Description of the task
All of the lines below should be output exactly as shown.

Dataset entries
##############################

//! Scoped transform reset
//!
//! [`TransformGuard`] zeroes an entity's transform on acquire and puts the
//! saved transform back on release. Dropping the guard without releasing
//! (early return, `?`, panic unwind) restores it as well.

use tracing::{error, trace};

use sceneport_core::{Result, Transform};
use sceneport_scene::SceneGraph;

/// Holds an entity at the identity transform until released or dropped
pub struct TransformGuard<'a> {
    scene: &'a mut dyn SceneGraph,
    entity: String,
    saved: Transform,
    released: bool,
}

impl<'a> TransformGuard<'a> {
    /// Save the current transform of `entity` and set it to identity
    pub fn acquire(scene: &'a mut dyn SceneGraph, entity: &str) -> Result<Self> {
        let saved = scene.transform(entity)?;

        if let Err(e) = scene.set_transform(entity, Transform::IDENTITY) {
            // A partial write must not survive a failed acquire
            let _ = scene.set_transform(entity, saved);
            return Err(e);
        }

        trace!(entity = %entity, "Transform reset to identity");
        Ok(Self {
            scene,
            entity: entity.to_string(),
            saved,
            released: false,
        })
    }

    /// Read access to the scene while the transform is reset
    pub fn scene(&self) -> &dyn SceneGraph {
        &*self.scene
    }

    /// Transform that will be restored
    pub fn saved(&self) -> Transform {
        self.saved
    }

    /// Restore the saved transform, reporting failure to the caller
    pub fn release(mut self) -> Result<()> {
        self.released = true;
        let result = self.scene.set_transform(&self.entity, self.saved);
        if result.is_ok() {
            trace!(entity = %self.entity, "Transform restored");
        }
        result
    }
}

impl Drop for TransformGuard<'_> {
    fn drop(&mut self) {
        if self.released {
            return;
        }
        if let Err(e) = self.scene.set_transform(&self.entity, self.saved) {
            error!(entity = %self.entity, error = %e, "Failed to restore transform");
        }
    }
}

#[cfg(test)]
mod tests {
    use super::*;
    use sceneport_core::Vec3;
    use sceneport_scene::{SceneEntity, SceneSnapshot};

    fn placed() -> Transform {
        Transform::new(Vec3::new(3.0, -1.5, 0.25), Vec3::new(0.1, 0.2, 0.3), Vec3::new(2.0, 2.0, 0.5))
    }

    fn scene() -> SceneSnapshot {
        SceneSnapshot::new("town.blend", vec![SceneEntity::mesh("car", "G").with_transform(placed())]).unwrap()
    }

    #[test]
    fn test_acquire_zeroes_and_release_restores() {
        let mut scene = scene();

        let guard = TransformGuard::acquire(&mut scene, "car").unwrap();
        assert!(guard.scene().transform("car").unwrap().is_identity());
        assert!(guard.saved().bits_eq(&placed()));
        guard.release().unwrap();

        assert!(scene.transform("car").unwrap().bits_eq(&placed()));
    }

    #[test]
    fn test_drop_restores() {
        let mut scene = scene();
        {
            let _guard = TransformGuard::acquire(&mut scene, "car").unwrap();
        }
        assert!(scene.transform("car").unwrap().bits_eq(&placed()));
    }

    #[test]
    fn test_panic_restores() {
        let mut scene = scene();

        let result = std::panic::catch_unwind(std::panic::AssertUnwindSafe(|| {
            let _guard = TransformGuard::acquire(&mut scene, "car").unwrap();
            panic!("exporter crashed");
        }));

        assert!(result.is_err());
        assert!(scene.transform("car").unwrap().bits_eq(&placed()));
    }

    #[test]
    fn test_acquire_unknown_entity() {
        let mut scene = scene();
        let err = TransformGuard::acquire(&mut scene, "bus").err().unwrap();
        assert!(err.is_not_found());
    }
}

##############################

Problem solution
//! Scoped transform reset
//!
//! [`TransformGuard`] zeroes an entity's transform on acquire and puts the
//! saved transform back on release. Dropping the guard without releasing
//! (early return, `?`, panic unwind) restores it as well.

use tracing::{error, trace};

use sceneport_core::{Result, Transform};
use sceneport_scene::SceneGraph;

/// Holds an entity at the identity transform until released or dropped
pub struct TransformGuard<'a> {
    scene: &'a mut dyn SceneGraph,
    entity: String,
    saved: Transform,
    released: bool,
}

impl<'a> TransformGuard<'a> {
    /// Save the current transform of `entity` and set it to identity
    pub fn acquire(scene: &'a mut dyn SceneGraph, entity: &str) -> Result<Self> {
        let saved = scene.transform(entity)?;

        if let Err(e) = scene.set_transform(entity, Transform::IDENTITY) {
            // A partial write must not survive a failed acquire
            let _ = scene.set_transform(entity, saved);
            return Err(e);
        }

        trace!(entity = %entity, "Transform reset to identity");
        Ok(Self {
            scene,
            entity: entity.to_string(),
            saved,
            released: false,
        })
    }

    /// Read access to the scene while the transform is reset
    pub fn scene(&self) -> &dyn SceneGraph {
        &*self.scene
    }

    /// Transform that will be restored
    pub fn saved(&self) -> Transform {
        self.saved
    }

    /// Restore the saved transform, reporting failure to the caller
    pub fn release(mut self) -> Result<()> {
        self.released = true;
        let result = self.scene.set_transform(&self.entity, self.saved);
        if result.is_ok() {
            trace!(entity = %self.entity, "Transform restored");
        }
        result
    }
}

impl Drop for TransformGuard<'_> {
    fn drop(&mut self) {
        if self.released {
            return;
        }
        if let Err(e) = self.scene.set_transform(&self.entity, self.saved) {
            error!(entity = %self.entity, error = %e, "Failed to restore transform");
        }
    }
}

#[cfg(test)]
mod tests {
    use super::*;
    use sceneport_core::Vec3;
    use sceneport_scene::{SceneEntity, SceneSnapshot};

    fn placed() -> Transform {
        Transform::new(Vec3::new(3.0, -1.5, 0.25), Vec3::new(0.1, 0.2, 0.3), Vec3::new(2.0, 2.0, 0.5))
    }

    fn scene() -> SceneSnapshot {
        SceneSnapshot::new("town.blend", vec![SceneEntity::mesh("car", "G").with_transform(placed())]).unwrap()
    }

    #[test]
    fn test_acquire_zeroes_and_release_restores() {
        let mut scene = scene();

        let guard = TransformGuard::acquire(&mut scene, "car").unwrap();
        assert!(guard.scene().transform("car").unwrap().is_identity());
        assert!(guard.saved().bits_eq(&placed()));
        guard.release().unwrap();

        assert!(scene.transform("car").unwrap().bits_eq(&placed()));
    }

    #[test]
    fn test_drop_restores() {
        let mut scene = scene();
        {
            let _guard = TransformGuard::acquire(&mut scene, "car").unwrap();
        }
        assert!(scene.transform("car").unwrap().bits_eq(&placed()));
    }

    #[test]
    fn test_panic_restores() {
        let mut scene = scene();

        let result = std::panic::catch_unwind(std::panic::AssertUnwindSafe(|| {
            let _guard = TransformGuard::acquire(&mut scene, "car").unwrap();
            panic!("exporter crashed");
        }));

        assert!(result.is_err());
        assert!(scene.transform("car").unwrap().bits_eq(&placed()));
    }

    #[test]
    fn test_acquire_unknown_entity() {
        let mut scene = scene();
        let err = TransformGuard::acquire(&mut scene, "bus").err().unwrap();
        assert!(err.is_not_found());
    }
}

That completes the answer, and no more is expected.